** Opening Raw data block **
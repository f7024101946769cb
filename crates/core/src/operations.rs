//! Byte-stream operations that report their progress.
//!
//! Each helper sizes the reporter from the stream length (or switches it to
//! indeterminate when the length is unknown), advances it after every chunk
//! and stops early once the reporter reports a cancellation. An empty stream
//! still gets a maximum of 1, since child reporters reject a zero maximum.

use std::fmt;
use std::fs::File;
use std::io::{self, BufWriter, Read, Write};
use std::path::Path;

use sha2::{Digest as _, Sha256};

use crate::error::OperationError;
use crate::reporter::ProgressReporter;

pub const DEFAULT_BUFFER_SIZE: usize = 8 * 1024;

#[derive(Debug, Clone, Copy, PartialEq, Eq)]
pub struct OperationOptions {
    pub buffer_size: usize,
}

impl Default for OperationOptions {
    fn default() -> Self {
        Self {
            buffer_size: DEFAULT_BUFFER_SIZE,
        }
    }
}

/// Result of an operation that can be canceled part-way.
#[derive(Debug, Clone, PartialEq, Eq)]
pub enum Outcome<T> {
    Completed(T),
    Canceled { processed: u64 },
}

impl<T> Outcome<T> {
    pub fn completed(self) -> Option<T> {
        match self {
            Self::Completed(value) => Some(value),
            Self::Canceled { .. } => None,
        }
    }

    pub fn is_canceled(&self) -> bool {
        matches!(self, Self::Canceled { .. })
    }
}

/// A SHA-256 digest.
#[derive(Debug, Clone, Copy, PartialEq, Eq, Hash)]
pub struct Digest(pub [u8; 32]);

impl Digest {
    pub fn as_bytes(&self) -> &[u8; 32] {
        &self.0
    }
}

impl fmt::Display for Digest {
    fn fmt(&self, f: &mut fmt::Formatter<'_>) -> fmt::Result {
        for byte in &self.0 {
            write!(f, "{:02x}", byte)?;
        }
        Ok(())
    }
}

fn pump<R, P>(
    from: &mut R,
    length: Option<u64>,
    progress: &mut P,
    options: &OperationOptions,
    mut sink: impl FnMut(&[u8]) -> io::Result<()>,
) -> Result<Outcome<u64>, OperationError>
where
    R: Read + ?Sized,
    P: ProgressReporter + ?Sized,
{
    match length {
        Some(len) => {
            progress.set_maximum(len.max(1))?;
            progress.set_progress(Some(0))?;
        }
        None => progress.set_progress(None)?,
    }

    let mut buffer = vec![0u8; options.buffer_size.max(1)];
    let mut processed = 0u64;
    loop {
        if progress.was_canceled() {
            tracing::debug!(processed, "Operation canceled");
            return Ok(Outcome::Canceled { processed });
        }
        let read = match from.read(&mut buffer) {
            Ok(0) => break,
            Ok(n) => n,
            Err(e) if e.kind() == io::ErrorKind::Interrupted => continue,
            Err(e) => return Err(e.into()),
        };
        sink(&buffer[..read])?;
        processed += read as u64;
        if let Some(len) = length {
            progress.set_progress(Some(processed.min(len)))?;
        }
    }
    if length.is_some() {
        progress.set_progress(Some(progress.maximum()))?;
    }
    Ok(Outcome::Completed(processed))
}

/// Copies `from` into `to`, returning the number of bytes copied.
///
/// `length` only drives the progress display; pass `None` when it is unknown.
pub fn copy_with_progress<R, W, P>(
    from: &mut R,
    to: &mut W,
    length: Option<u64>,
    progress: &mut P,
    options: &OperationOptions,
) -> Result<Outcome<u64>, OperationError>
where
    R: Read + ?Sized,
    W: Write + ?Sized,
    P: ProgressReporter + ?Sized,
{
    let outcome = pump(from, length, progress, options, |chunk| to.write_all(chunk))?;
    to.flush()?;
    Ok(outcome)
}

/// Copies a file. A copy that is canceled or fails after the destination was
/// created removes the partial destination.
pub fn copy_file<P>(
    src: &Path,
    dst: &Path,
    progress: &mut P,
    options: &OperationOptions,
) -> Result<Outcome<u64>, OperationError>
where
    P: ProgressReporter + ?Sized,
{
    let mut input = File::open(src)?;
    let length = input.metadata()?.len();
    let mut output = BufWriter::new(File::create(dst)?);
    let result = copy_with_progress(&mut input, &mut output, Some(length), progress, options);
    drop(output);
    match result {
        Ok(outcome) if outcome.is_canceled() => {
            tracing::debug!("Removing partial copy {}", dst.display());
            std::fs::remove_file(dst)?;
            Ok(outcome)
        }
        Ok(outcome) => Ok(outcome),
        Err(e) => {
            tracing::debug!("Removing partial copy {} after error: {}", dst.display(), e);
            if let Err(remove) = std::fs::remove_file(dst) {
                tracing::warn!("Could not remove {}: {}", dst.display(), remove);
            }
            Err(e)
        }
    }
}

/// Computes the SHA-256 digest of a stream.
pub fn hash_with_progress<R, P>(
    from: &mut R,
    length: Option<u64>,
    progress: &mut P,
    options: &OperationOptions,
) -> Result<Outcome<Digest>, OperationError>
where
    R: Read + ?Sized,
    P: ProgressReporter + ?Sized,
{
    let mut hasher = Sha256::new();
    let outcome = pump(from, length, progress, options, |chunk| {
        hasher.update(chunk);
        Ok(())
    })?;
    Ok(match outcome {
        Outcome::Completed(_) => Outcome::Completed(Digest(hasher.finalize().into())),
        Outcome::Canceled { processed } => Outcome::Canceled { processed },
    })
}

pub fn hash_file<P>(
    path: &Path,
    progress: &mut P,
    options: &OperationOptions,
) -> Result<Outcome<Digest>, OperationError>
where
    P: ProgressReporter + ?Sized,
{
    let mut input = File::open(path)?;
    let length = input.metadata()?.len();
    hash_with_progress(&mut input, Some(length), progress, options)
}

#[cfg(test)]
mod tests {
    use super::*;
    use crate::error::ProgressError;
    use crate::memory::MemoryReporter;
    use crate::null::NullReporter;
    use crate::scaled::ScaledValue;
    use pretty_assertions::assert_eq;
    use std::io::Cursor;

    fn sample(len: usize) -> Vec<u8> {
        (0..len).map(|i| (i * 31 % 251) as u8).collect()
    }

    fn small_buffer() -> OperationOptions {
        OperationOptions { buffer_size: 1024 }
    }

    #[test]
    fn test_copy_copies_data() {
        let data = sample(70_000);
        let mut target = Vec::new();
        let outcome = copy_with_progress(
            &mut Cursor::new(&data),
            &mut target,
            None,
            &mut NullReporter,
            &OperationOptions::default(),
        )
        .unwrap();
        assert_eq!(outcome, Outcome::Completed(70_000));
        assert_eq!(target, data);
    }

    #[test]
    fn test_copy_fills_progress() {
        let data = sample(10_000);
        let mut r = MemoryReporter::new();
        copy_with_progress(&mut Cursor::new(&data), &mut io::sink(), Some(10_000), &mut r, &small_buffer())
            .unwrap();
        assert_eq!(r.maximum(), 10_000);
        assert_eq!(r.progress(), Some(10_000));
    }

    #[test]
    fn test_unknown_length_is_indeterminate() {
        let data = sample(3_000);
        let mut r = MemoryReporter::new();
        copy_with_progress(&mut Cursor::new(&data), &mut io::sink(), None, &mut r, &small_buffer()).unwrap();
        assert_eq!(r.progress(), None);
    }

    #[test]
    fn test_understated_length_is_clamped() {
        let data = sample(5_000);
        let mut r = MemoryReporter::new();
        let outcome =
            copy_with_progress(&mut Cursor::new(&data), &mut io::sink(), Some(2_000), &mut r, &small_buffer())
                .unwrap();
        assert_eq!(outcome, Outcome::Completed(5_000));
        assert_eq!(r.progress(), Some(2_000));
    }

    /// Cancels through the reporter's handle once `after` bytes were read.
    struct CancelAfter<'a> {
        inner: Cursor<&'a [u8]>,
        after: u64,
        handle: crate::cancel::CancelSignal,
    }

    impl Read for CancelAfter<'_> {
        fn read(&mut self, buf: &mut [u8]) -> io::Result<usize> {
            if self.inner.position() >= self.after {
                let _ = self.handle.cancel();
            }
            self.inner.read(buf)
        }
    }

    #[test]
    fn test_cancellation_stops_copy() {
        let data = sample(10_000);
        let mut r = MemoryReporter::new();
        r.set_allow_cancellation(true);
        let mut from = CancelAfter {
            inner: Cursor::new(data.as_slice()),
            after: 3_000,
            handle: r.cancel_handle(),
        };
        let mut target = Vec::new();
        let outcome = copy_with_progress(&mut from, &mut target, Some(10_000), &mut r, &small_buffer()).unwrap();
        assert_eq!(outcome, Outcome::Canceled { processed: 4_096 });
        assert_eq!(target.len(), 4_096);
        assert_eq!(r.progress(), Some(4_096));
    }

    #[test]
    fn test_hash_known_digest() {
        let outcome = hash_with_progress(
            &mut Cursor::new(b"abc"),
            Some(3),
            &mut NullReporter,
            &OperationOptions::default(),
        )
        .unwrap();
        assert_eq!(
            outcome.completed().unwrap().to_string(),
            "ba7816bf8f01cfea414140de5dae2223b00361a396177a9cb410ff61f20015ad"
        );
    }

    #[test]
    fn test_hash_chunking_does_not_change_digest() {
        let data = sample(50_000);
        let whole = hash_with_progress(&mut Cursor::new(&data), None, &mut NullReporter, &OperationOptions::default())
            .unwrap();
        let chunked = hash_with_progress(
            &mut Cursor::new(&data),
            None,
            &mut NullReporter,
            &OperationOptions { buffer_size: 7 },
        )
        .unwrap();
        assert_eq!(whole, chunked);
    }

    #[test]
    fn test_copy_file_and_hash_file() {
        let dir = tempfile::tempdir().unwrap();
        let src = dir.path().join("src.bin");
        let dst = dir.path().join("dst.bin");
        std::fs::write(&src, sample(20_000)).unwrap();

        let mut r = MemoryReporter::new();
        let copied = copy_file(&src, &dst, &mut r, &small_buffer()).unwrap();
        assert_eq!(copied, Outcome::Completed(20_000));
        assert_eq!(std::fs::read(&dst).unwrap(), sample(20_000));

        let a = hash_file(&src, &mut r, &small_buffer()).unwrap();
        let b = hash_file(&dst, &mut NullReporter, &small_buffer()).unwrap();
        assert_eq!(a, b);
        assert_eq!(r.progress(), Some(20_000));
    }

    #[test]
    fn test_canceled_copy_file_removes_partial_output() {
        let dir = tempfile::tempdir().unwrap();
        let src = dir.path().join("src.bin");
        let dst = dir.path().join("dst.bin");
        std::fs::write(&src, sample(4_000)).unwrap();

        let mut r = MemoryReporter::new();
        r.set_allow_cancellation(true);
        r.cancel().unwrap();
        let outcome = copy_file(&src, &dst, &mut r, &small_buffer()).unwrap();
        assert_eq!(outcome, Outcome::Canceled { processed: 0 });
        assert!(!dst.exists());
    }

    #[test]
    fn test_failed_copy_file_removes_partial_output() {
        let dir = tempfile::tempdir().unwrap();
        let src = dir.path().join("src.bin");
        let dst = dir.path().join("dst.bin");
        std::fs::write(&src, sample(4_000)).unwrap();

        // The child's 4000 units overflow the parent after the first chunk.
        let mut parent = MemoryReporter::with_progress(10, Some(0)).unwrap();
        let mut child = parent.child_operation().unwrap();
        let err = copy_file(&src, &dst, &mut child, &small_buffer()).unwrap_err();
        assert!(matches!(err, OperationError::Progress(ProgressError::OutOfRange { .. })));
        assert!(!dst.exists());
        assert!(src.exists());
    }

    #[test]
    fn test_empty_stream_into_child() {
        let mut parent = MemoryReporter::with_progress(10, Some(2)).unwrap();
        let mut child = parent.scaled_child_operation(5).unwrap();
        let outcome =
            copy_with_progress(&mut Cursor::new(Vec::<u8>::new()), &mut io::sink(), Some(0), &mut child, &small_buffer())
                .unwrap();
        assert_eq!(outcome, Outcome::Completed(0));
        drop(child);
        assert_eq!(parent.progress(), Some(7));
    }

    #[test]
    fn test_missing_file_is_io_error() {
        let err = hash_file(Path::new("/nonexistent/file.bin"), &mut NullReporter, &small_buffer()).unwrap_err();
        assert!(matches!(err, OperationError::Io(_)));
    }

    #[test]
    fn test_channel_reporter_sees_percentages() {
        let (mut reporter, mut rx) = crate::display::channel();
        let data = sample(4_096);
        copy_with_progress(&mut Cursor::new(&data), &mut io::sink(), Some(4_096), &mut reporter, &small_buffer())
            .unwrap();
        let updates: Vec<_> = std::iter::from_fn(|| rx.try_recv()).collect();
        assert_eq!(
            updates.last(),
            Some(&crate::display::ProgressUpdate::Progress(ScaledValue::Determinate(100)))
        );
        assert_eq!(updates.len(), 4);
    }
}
** Closing Raw data block **
** Opening Raw data block **
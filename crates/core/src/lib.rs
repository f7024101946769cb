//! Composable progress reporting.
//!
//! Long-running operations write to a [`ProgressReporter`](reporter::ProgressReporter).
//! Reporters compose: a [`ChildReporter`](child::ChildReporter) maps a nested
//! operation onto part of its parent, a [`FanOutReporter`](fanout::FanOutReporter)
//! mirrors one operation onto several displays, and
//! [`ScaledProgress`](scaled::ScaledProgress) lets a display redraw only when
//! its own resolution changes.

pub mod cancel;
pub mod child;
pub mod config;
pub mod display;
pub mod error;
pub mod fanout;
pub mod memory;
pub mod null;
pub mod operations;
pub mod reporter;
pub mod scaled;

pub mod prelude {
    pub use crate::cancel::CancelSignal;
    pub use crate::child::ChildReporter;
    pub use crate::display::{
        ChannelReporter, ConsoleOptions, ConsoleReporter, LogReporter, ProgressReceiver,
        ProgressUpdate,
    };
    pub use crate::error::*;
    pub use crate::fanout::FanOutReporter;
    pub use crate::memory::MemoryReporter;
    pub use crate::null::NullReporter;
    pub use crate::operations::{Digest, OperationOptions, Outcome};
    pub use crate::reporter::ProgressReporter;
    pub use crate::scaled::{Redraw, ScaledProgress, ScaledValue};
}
** Closing Raw data block **
Exercise objective:
State how many lines in the records above contain the word "derive". Give nothing but the number.

Result:
3